### Requirement
Within the listing, each line that has the string "message" should be copied.

++++++++++

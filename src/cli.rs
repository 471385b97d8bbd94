use std::path::PathBuf;
use clap::{Parser, Subcommand};
use log::{info, warn};
use tokio::sync::watch;
use tokio::task::JoinHandle;
use tokio::time::{sleep, sleep_until, Duration, Instant};
use tokio_util::sync::CancellationToken;

use crate::config::io::{get_weight_path, ConfigIO};
use crate::config::types::Config;
use crate::device::btle::BtleTransport;
use crate::device::frame::{decode, encode, format_hex, weight_to_tenths};
use crate::device::session::{spawn_session, SessionHandle, SessionSettings};
use crate::device::transport::event_channel;
use crate::device::types::{ConnectionState, SessionView};
use crate::error::AppRunError;
use crate::store::{record_weights, WeightStore};

#[derive(Parser, Debug)]
#[command(name = "scale-link", version, about = "Read and tare a Decent Scale over bluetooth")]
pub struct Cli {
    /// Config file to use instead of the default location
    #[arg(long, global = true)]
    pub config: Option<PathBuf>,

    /// Advertised name of the scale
    #[arg(long, global = true)]
    pub device_name: Option<String>,

    /// How long to scan for the scale, in milliseconds
    #[arg(long, global = true)]
    pub scan_timeout: Option<u64>,

    #[command(subcommand)]
    pub command: Command,
}

#[derive(Subcommand, Debug)]
pub enum Command {
    /// Connect to the scale and print everything it reports until ctrl-c
    Watch {
        /// Connect to this address instead of scanning
        #[arg(long)]
        address: Option<String>,

        /// Scan for the whole scan window and pick the strongest scale, instead of the first one
        #[arg(long)]
        manual: bool,
    },
    /// Connect, tare the scale and print the weight that follows
    Tare {
        #[arg(long)]
        address: Option<String>,
    },
    /// List the scales in range
    Scan,
    /// Decode a frame, e.g. `decode 03 CE 04 E6 00 00 2F`
    Decode {
        #[arg(required = true)]
        frame: Vec<String>,
    },
    /// Print the frame the scale sends for a weight in grams
    Encode {
        #[arg(allow_negative_numbers = true)]
        weight: f32,

        #[arg(long)]
        unstable: bool,
    },
    /// Print the last weight recorded by `watch` or `tare`
    LastWeight,
    /// Forget the scale remembered from the last connection
    Forget,
}

pub fn parse_hex(input: &str) -> Result<Vec<u8>, AppRunError> {
    let invalid = || AppRunError::InvalidHex { input: input.to_string() };

    let digits: Vec<char> = input
        .chars()
        .filter(|c| !c.is_whitespace() && *c != ':' && *c != ',')
        .collect();
    if digits.is_empty() || digits.len() % 2 != 0 {
        return Err(invalid());
    }

    digits
        .chunks(2)
        .map(|pair| {
            let pair: String = pair.iter().collect();
            u8::from_str_radix(&pair, 16).map_err(|_| invalid())
        })
        .collect()
}

fn open_config(cli: &Cli) -> Result<ConfigIO, AppRunError> {
    Ok(match &cli.config {
        Some(path) => ConfigIO::open(path.clone())?,
        None => ConfigIO::new_sync()?,
    })
}

fn apply_overrides(cli: &Cli, config: &mut Config) {
    if let Some(device_name) = &cli.device_name {
        config.device_name = device_name.clone();
    }
    if let Some(scan_timeout) = cli.scan_timeout {
        config.scan_timeout_ms = scan_timeout;
    }
}

async fn start_session(cancel: CancellationToken, settings: SessionSettings) -> Result<(SessionHandle, JoinHandle<()>), AppRunError> {
    let (events, receiver) = event_channel();
    let transport = BtleTransport::new(events).await?;
    Ok(spawn_session(cancel, transport, receiver, settings))
}

async fn stop_session(session: SessionHandle, task: JoinHandle<()>) {
    session.disconnect();
    session.shutdown();
    if let Err(err) = task.await {
        warn!("Scale session task failed: {:?}", err);
    }
}

const RECONNECT_DELAY: Duration = Duration::from_millis(500);

/// Prints the log lines and state changes of a session view as they appear.
#[derive(Default)]
struct ViewPrinter {
    log_generation: u64,
    printed_lines: usize,
    state: Option<ConnectionState>,
}

impl ViewPrinter {
    fn print(&mut self, view: &SessionView) {
        // the log starts over with every connection attempt
        if view.log_generation != self.log_generation || view.log.len() < self.printed_lines {
            self.log_generation = view.log_generation;
            self.printed_lines = 0;
        }
        for line in &view.log[self.printed_lines..] {
            println!("{}", line);
        }
        self.printed_lines = view.log.len();

        if self.state.as_ref() != Some(&view.state) {
            println!("[{}]", view.state);
            self.state = Some(view.state.clone());
        }
    }
}

async fn wait_until(deadline: Option<Instant>) {
    match deadline {
        Some(deadline) => sleep_until(deadline).await,
        None => std::future::pending().await,
    }
}

async fn wait_for_change(view: &mut watch::Receiver<SessionView>) -> Result<SessionView, AppRunError> {
    view.changed().await.map_err(|_| AppRunError::SessionClosed)?;
    let snapshot = view.borrow_and_update().clone();
    Ok(snapshot)
}

async fn watch_command(config_io: ConfigIO, mut config: Config, address: Option<String>, manual: bool) -> Result<(), AppRunError> {
    let mut locker = config_io.locker()?;
    let _guard = locker.lock()?;
    let store = WeightStore::open(get_weight_path(config_io.path()))?;

    let mut settings = SessionSettings::from(&config);
    settings.auto_connect = !manual;

    let cancel = CancellationToken::new();
    let (session, task) = start_session(cancel.clone(), settings.clone()).await?;
    let recorder = record_weights(cancel.clone(), store, session.subscribe());

    let begin = |session: &SessionHandle| match &address {
        Some(address) => session.connect_to_address(address.clone()),
        None => session.start_scan(),
    };
    begin(&session);

    let mut view = session.subscribe();
    let mut printer = ViewPrinter::default();
    let mut candidate = address.clone();
    let mut previous_state = ConnectionState::Idle;
    // in manual mode the strongest scale is picked once the scan window closes
    let mut pick_at = if manual && address.is_none() { Some(Instant::now() + settings.scan_timeout) } else { None };
    let mut reconnect_at: Option<Instant> = None;

    let result = loop {
        tokio::select! {
            signal = tokio::signal::ctrl_c() => {
                break signal.map_err(|source| AppRunError::Signal { source });
            },
            _ = wait_until(reconnect_at) => {
                reconnect_at = None;
                begin(&session);
                if manual && address.is_none() {
                    pick_at = Some(Instant::now() + settings.scan_timeout);
                }
            },
            _ = wait_until(pick_at) => {
                pick_at = None;
                if let ConnectionState::DeviceFound { address, .. } = session.state() {
                    session.connect_to_address(address);
                }
            },
            snapshot = wait_for_change(&mut view) => {
                let snapshot = match snapshot {
                    Ok(snapshot) => snapshot,
                    Err(err) => break Err(err),
                };
                printer.print(&snapshot);

                match &snapshot.state {
                    ConnectionState::DeviceFound { address, .. } => candidate = Some(address.clone()),
                    ConnectionState::Connected if previous_state != ConnectionState::Connected => {
                        if let Some(address) = &candidate {
                            if config.save_device(address) {
                                if let Err(err) = config_io.save(&config).await {
                                    warn!("Failed to remember scale {}: {}", address, err);
                                }
                            }
                        }
                    },
                    ConnectionState::Idle if previous_state != ConnectionState::Idle => {
                        // link lost or an error cooled down: try again, like the scale was just switched on
                        info!("Reconnecting...");
                        reconnect_at = Some(Instant::now() + RECONNECT_DELAY);
                    },
                    _ => {},
                }
                previous_state = snapshot.state;
            },
        }
    };

    stop_session(session, task).await;
    if let Err(err) = recorder.await {
        warn!("Weight recorder failed: {:?}", err);
    }
    result
}

async fn tare_command(config_io: ConfigIO, config: Config, address: Option<String>) -> Result<(), AppRunError> {
    let store = WeightStore::open(get_weight_path(config_io.path()))?;

    let cancel = CancellationToken::new();
    let (session, task) = start_session(cancel.clone(), SessionSettings::from(&config)).await?;
    let recorder = record_weights(cancel.clone(), store, session.subscribe());

    match address {
        Some(address) => session.connect_to_address(address),
        None => session.start_scan(),
    }

    let mut view = session.subscribe();
    let mut printer = ViewPrinter::default();
    let mut tare_sent = false;
    let mut tared = false;
    let mut started = false;

    let result = loop {
        let snapshot = match wait_for_change(&mut view).await {
            Ok(snapshot) => snapshot,
            Err(err) => break Err(err),
        };
        printer.print(&snapshot);

        match &snapshot.state {
            ConnectionState::Error { message } => break Err(AppRunError::Session { message: message.clone() }),
            ConnectionState::Idle if started => break Err(AppRunError::Session { message: String::from("Disconnected") }),
            ConnectionState::Idle => continue,
            _ => started = true,
        }

        // the first reading means notifications flow and the write characteristic is known
        if !tare_sent && snapshot.reading.is_some() {
            session.send_tare();
            tare_sent = true;
            continue;
        }

        if tare_sent && !tared && snapshot.log.iter().any(|line| line == "> Tare command sent") {
            tared = true;
            continue;
        }

        if tared {
            if let Some(reading) = snapshot.reading.filter(|reading| reading.weight.abs() < 0.05) {
                println!("Tared: {:.1} g", reading.weight);
                break Ok(());
            }
        }
    };

    stop_session(session, task).await;
    if let Err(err) = recorder.await {
        warn!("Weight recorder failed: {:?}", err);
    }
    result
}

async fn scan_command(config: Config) -> Result<(), AppRunError> {
    let mut settings = SessionSettings::from(&config);
    settings.auto_connect = false;
    settings.preferred_address = None;

    let cancel = CancellationToken::new();
    let (session, task) = start_session(cancel, settings.clone()).await?;
    session.start_scan();

    sleep(settings.scan_timeout).await;

    let devices = session.devices();
    if devices.is_empty() {
        println!("No \"{}\" found", settings.device_name);
    }
    for device in devices {
        let saved = if config.saved_device_address.as_deref() == Some(device.address.as_str()) { " (saved)" } else { "" };
        println!("{}{}", device.display_name(), saved);
    }

    stop_session(session, task).await;
    Ok(())
}

fn decode_command(input: &str) -> Result<(), AppRunError> {
    let bytes = parse_hex(input)?;
    let reading = decode(&bytes)?;

    println!("{}", reading.raw_frame);
    println!("weight: {:.1} g", reading.weight);
    println!("stable: {}", reading.is_stable);
    Ok(())
}

fn encode_command(weight: f32, is_stable: bool) -> Result<(), AppRunError> {
    let tenths = weight_to_tenths(weight).ok_or(AppRunError::WeightOutOfRange { weight })?;
    println!("{}", format_hex(&encode(tenths, is_stable)));
    Ok(())
}

async fn last_weight_command(config_io: ConfigIO) -> Result<(), AppRunError> {
    let store = WeightStore::open(get_weight_path(config_io.path()))?;
    let record = store.latest().await?;

    match record.recorded_at() {
        Some(at) => println!("{:.1} g (recorded {})", record.weight, humantime::format_rfc3339_seconds(at)),
        None => println!("No weight recorded yet"),
    }
    Ok(())
}

pub async fn run(cli: Cli) -> Result<(), AppRunError> {
    match &cli.command {
        Command::Decode { frame } => return decode_command(&frame.join(" ")),
        Command::Encode { weight, unstable } => return encode_command(*weight, !*unstable),
        _ => {},
    }

    let config_io = open_config(&cli)?;
    let mut config = config_io.read().await?;
    apply_overrides(&cli, &mut config);

    match cli.command {
        Command::Watch { address, manual } => watch_command(config_io, config, address, manual).await,
        Command::Tare { address } => tare_command(config_io, config, address).await,
        Command::Scan => scan_command(config).await,
        Command::LastWeight => last_weight_command(config_io).await,
        Command::Forget => {
            config.clear_saved_device();
            config_io.save(&config).await?;
            println!("Forgot the saved scale");
            Ok(())
        },
        Command::Decode { .. } | Command::Encode { .. } => Ok(()),
    }
}

#[cfg(test)]
mod tests {
    use super::*;
    use clap::CommandFactory;

    #[test]
    fn cli_definition_is_valid() {
        Cli::command().debug_assert();
    }

    #[test]
    fn parses_spaced_hex() {
        assert_eq!(parse_hex("03 CE 04 E6 00 00 2F").unwrap(), vec![0x03, 0xCE, 0x04, 0xE6, 0x00, 0x00, 0x2F]);
        assert_eq!(parse_hex("03:ca:00:00:00:00:c9").unwrap(), vec![0x03, 0xCA, 0x00, 0x00, 0x00, 0x00, 0xC9]);
        assert_eq!(parse_hex("03CE").unwrap(), vec![0x03, 0xCE]);
    }

    #[test]
    fn rejects_malformed_hex() {
        assert!(matches!(parse_hex("03 C"), Err(AppRunError::InvalidHex { .. })));
        assert!(matches!(parse_hex("zz"), Err(AppRunError::InvalidHex { .. })));
        assert!(matches!(parse_hex(""), Err(AppRunError::InvalidHex { .. })));
    }

    #[test]
    fn negative_weights_parse_as_values() {
        let cli = Cli::try_parse_from(["scale-link", "encode", "-12.3", "--unstable"]).unwrap();
        match cli.command {
            Command::Encode { weight, unstable } => {
                assert_eq!(weight, -12.3);
                assert!(unstable);
            },
            other => panic!("unexpected command {:?}", other),
        }
    }

    #[test]
    fn printer_restarts_after_log_clear() {
        let mut printer = ViewPrinter::default();
        let mut view = SessionView::default();
        view.log = vec![String::from("a"), String::from("b")];
        printer.print(&view);
        assert_eq!(printer.printed_lines, 2);

        view.log = vec![String::from("c")];
        printer.print(&view);
        assert_eq!(printer.printed_lines, 1);
        assert_eq!(printer.state, Some(ConnectionState::Idle));
    }

    #[test]
    fn printer_restarts_when_new_attempt_log_is_already_longer() {
        let mut printer = ViewPrinter::default();
        let mut view = SessionView::default();
        view.log = vec![String::from("a")];
        printer.print(&view);

        view.clear_log();
        view.log = vec![String::from("b"), String::from("c"), String::from("d")];
        printer.print(&view);
        assert_eq!(printer.log_generation, 1);
        assert_eq!(printer.printed_lines, 3);
    }

    #[tokio::test(start_paused = true)]
    async fn unset_deadline_never_fires() {
        let fired = tokio::time::timeout(Duration::from_secs(3600), wait_until(None)).await;
        assert!(fired.is_err());

        let deadline = Instant::now() + RECONNECT_DELAY;
        wait_until(Some(deadline)).await;
        assert!(Instant::now() >= deadline);
    }
}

++++++++++

### Result
            ConnectionState::Error { message } => break Err(AppRunError::Session { message: message.clone() }),
            ConnectionState::Idle if started => break Err(AppRunError::Session { message: String::from("Disconnected") }),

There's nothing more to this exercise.